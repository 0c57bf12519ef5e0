use anyhow::Result;
use crossterm::{
    execute,
    terminal::{disable_raw_mode, enable_raw_mode, EnterAlternateScreen, LeaveAlternateScreen},
};
use std::io::{stdout, Stdout};
use tui::{backend::CrosstermBackend, Terminal};

pub type Term = Terminal<CrosstermBackend<Stdout>>;

/// Take over the terminal: raw mode on the alternate screen
pub fn setup() -> Result<Term> {
    enable_raw_mode()?;

    let mut stdout = stdout();
    execute!(stdout, EnterAlternateScreen)?;

    let backend = CrosstermBackend::new(stdout);

    let mut terminal = Terminal::new(backend)?;
    terminal.clear()?;
    Ok(terminal)
}

/// Hand the terminal back to the shell
pub fn restore(terminal: &mut Term) -> Result<()> {
    disable_raw_mode()?;
    execute!(terminal.backend_mut(), LeaveAlternateScreen)?;
    terminal.show_cursor()?;
    Ok(())
}
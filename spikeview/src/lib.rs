pub mod app;
pub mod control;
pub mod poll;
pub mod terminal;
pub mod timer;
pub mod ui;

use anyhow::Result;
use argh::FromArgs;
use parking_lot::Mutex;
use spiketools::cfg::Monitor;
use spiketools::ring::EventRing;
use std::path::PathBuf;
use std::sync::atomic::{AtomicBool, Ordering};

#[derive(Debug, FromArgs, Clone, Default)]
/// Send images to the neuromorphic board and watch the spikes it returns.
/// Type commands at the prompt: go, pause, show <n>, clear, stop.
pub struct CliArgs {
    /// print version information
    #[argh(switch, short = 'v')]
    pub version: bool,
    /// serial port name
    #[argh(option)]
    pub port: Option<String>,
    /// baud rate
    #[argh(option)]
    pub baud: Option<u32>,
    /// image sent on `go`
    #[argh(option)]
    pub image: Option<String>,
    /// config file path (JSON)
    #[argh(option)]
    pub config: Option<String>,
    /// redraw period in ms
    #[argh(option, default = "100")]
    pub tick_rate: u64,
    /// use unicode graphics
    #[argh(option, default = "true")]
    pub enhanced_graphics: bool,
    /// keep incomplete event records for the next read instead of dropping them
    #[argh(switch)]
    pub carry_partial: bool,
    /// write logs to this file
    #[argh(option)]
    pub log: Option<String>,
}

impl CliArgs {
    /// Settings from the config file, if any, with command line options on top
    pub fn monitor(&self) -> Result<Monitor> {
        let mut cfg = match &self.config {
            Some(c) => Monitor::from_file(c)?,
            None => Monitor::default(),
        };
        if let Some(p) = &self.port {
            cfg.port = p.clone();
        }
        if let Some(b) = self.baud {
            cfg.baud = b;
        }
        if let Some(i) = &self.image {
            cfg.image = PathBuf::from(i);
        }
        cfg.carry_partial |= self.carry_partial;
        cfg.validate()?;
        Ok(cfg)
    }
}

/// State shared by the command side and the poll thread
pub struct Shared {
    /// Events on screen
    pub view: Mutex<EventRing>,
    /// Whether the board has been asked to stream events
    pub streaming: AtomicBool,
}

impl Shared {
    pub fn new(on_screen: usize) -> Self {
        Shared {
            view: Mutex::new(EventRing::new(on_screen)),
            streaming: AtomicBool::new(false),
        }
    }

    pub fn is_streaming(&self) -> bool {
        self.streaming.load(Ordering::Acquire)
    }
}

/// One-shot stop signal for the poll thread. Dropping the handle also stops it.
pub struct StopHandle {
    tx: Option<flume::Sender<()>>,
}

impl StopHandle {
    pub fn stop(&mut self) {
        if let Some(tx) = self.tx.take() {
            let _ = tx.send(());
        }
    }

    pub fn is_stopped(&self) -> bool {
        self.tx.is_none()
    }
}

pub fn stop_channel() -> (StopHandle, flume::Receiver<()>) {
    let (tx, rx) = flume::bounded(1);
    (StopHandle { tx: Some(tx) }, rx)
}

#[cfg(test)]
mod tests {
    use super::*;

    #[test]
    fn cli_overrides_defaults() {
        let args = CliArgs {
            port: Some(String::from("COM7")),
            image: Some(String::from("face.png")),
            carry_partial: true,
            ..Default::default()
        };
        let cfg = args.monitor().unwrap();
        assert_eq!(cfg.port, "COM7");
        assert_eq!(cfg.baud, 115_200);
        assert_eq!(cfg.image, PathBuf::from("face.png"));
        assert!(cfg.carry_partial);
    }

    #[test]
    fn stop_is_one_shot() {
        let (mut stop, rx) = stop_channel();
        assert!(!stop.is_stopped());
        stop.stop();
        stop.stop();
        assert!(stop.is_stopped());
        assert_eq!(rx.try_recv(), Ok(()));
        assert!(rx.try_recv().is_err());
    }
}
use crate::app::App;
use std::io::Write;
use tui::{
    backend::Backend,
    layout::{Constraint, Direction, Layout, Rect},
    style::{Color, Modifier, Style},
    symbols,
    text::{Span, Spans},
    widgets::{Axis, Block, Borders, Chart, Dataset, GraphType, Paragraph},
    Frame,
};

const PROMPT: &str = "cmd?: ";
/// Event times are raw board timer counts, not seconds
const TIME_AXIS: &str = "Time [ticks]";

pub fn draw<B: Backend, W: Write>(f: &mut Frame<B>, app: &App<W>) {
    let chunks = Layout::default()
        .direction(Direction::Vertical)
        .margin(1)
        .constraints(
            [
                Constraint::Length(1),
                Constraint::Min(10),
                Constraint::Length(1),
                Constraint::Length(3),
            ].as_ref()
        )
        .split(f.size());
    draw_titlebar(f, app, chunks[0]);
    draw_spikes(f, app, chunks[1]);
    draw_status(f, app, chunks[2]);
    draw_prompt(f, app, chunks[3]);
}

fn draw_titlebar<B: Backend, W: Write>(f: &mut Frame<B>, app: &App<W>, area: Rect) {
    let text = vec![
        Spans::from(vec![
            Span::styled(
                format!(" {} ", app.title),
                Style::default()
                    .fg(if app.is_streaming() {Color::Green} else {Color::Yellow})
                    .add_modifier(Modifier::BOLD | Modifier::REVERSED)
            ),
            Span::raw(" "),
            Span::styled(
                if app.is_streaming() {"streaming"} else {"paused"},
                Style::default().add_modifier(Modifier::BOLD | Modifier::DIM),
            ),
            Span::raw("   "),
            Span::styled("Rate:", Style::default().add_modifier(Modifier::UNDERLINED)),
            Span::raw(" "),
            Span::styled(numfmt(app.event_rate, 3), Style::default()),
            Span::styled("ev/s", Style::default()),
            Span::raw("   "),
            Span::styled("Shown:", Style::default().add_modifier(Modifier::UNDERLINED)),
            Span::raw(" "),
            Span::styled(format!("{}", app.capacity()), Style::default()),
        ])
    ];
    f.render_widget(Paragraph::new(text), area);
}

fn draw_spikes<B: Backend, W: Write>(f: &mut Frame<B>, app: &App<W>, area: Rect) {
    let points = app.frame.times.iter()
        .zip(app.frame.addresses.iter())
        .map(|(&t, &a)| (t as f64, a as f64))
        .collect::<Vec<(f64, f64)>>();
    let [lo, hi] = time_bounds(&app.frame.times);

    let datasets = vec![
        Dataset::default()
            .marker(if app.enhanced_graphics {symbols::Marker::Braille} else {symbols::Marker::Dot})
            .graph_type(GraphType::Scatter)
            .style(Style::default().fg(Color::Cyan))
            .data(&points),
    ];
    let chart = Chart::new(datasets)
        .block(
            Block::default()
                .title(Span::styled(
                    "Neuron spikes vs. time",
                    Style::default().add_modifier(Modifier::BOLD),
                ))
                .borders(Borders::ALL),
        )
        .x_axis(
            Axis::default()
                .title(TIME_AXIS)
                .style(Style::default().fg(Color::Gray))
                .bounds([lo, hi])
                .labels(vec![
                    Span::raw(format!("{}", lo)),
                    Span::raw(format!("{}", hi)),
                ]),
        )
        .y_axis(
            Axis::default()
                .title("Neuron Id")
                .style(Style::default().fg(Color::Gray))
                .bounds([0.0, 255.0])
                .labels(vec![Span::raw("0"), Span::raw("128"), Span::raw("255")]),
        );
    f.render_widget(chart, area);
}

fn draw_status<B: Backend, W: Write>(f: &mut Frame<B>, app: &App<W>, area: Rect) {
    let text = match &app.reply {
        Some(r) => Span::styled(
            r.text.as_str(),
            Style::default().fg(if r.ok {Color::Green} else {Color::Red}),
        ),
        None => Span::styled(
            "go | pause | show <n> | clear | stop",
            Style::default().add_modifier(Modifier::DIM),
        ),
    };
    f.render_widget(Paragraph::new(Spans::from(vec![text])), area);
}

fn draw_prompt<B: Backend, W: Write>(f: &mut Frame<B>, app: &App<W>, area: Rect) {
    let text = Spans::from(vec![
        Span::styled(PROMPT, Style::default().add_modifier(Modifier::BOLD)),
        Span::raw(app.input.as_str()),
    ]);
    f.render_widget(
        Paragraph::new(text).block(Block::default().borders(Borders::ALL)),
        area,
    );
    let x = area.x + 1 + (PROMPT.len() + app.input.chars().count()) as u16;
    f.set_cursor(x.min(area.right().saturating_sub(2)), area.y + 1);
}

/// X axis range over the shown times, never empty
pub fn time_bounds(times: &[u16]) -> [f64; 2] {
    let lo = times.iter().min().copied().unwrap_or(0);
    let hi = times.iter().max().copied().unwrap_or(0);
    if hi > lo {
        [lo as f64, hi as f64]
    } else {
        [lo as f64, lo as f64 + 1.0]
    }
}

/// Human-readable string encoding size in p, n, µ, m, _, k, M, G, T.
pub fn numfmt(num: f64, dec: usize) -> String {
    match num.is_normal() {
        false => return format!("{:>7.*}", dec, num),
        true  => {
            let sgn = num.signum();
            let num = num.abs();
            let oom = num.log10().floor() as i32;
            let pfx = oom / 3 * 3;
            let value = num / 10f64.powi(pfx);
            let unit = match pfx {
                -12 => Some("p"),
                -9  => Some("n"),
                -6  => Some("µ"),
                -3  => Some("m"),
                3   => Some("k"),
                6   => Some("M"),
                9   => Some("G"),
                12  => Some("T"),
                _   => None,
            };
            let repr = match unit {
                Some(p) => format!("{:>7.*} {}", dec, sgn * value, p),
                None => format!("{:>7.*}", dec, sgn * num),
            };
            return repr;
        },
    }
}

+--

What to produce: Where the string "version" appears in a line of the listing, copy that line.

Response area:
    /// print version information
    pub version: bool,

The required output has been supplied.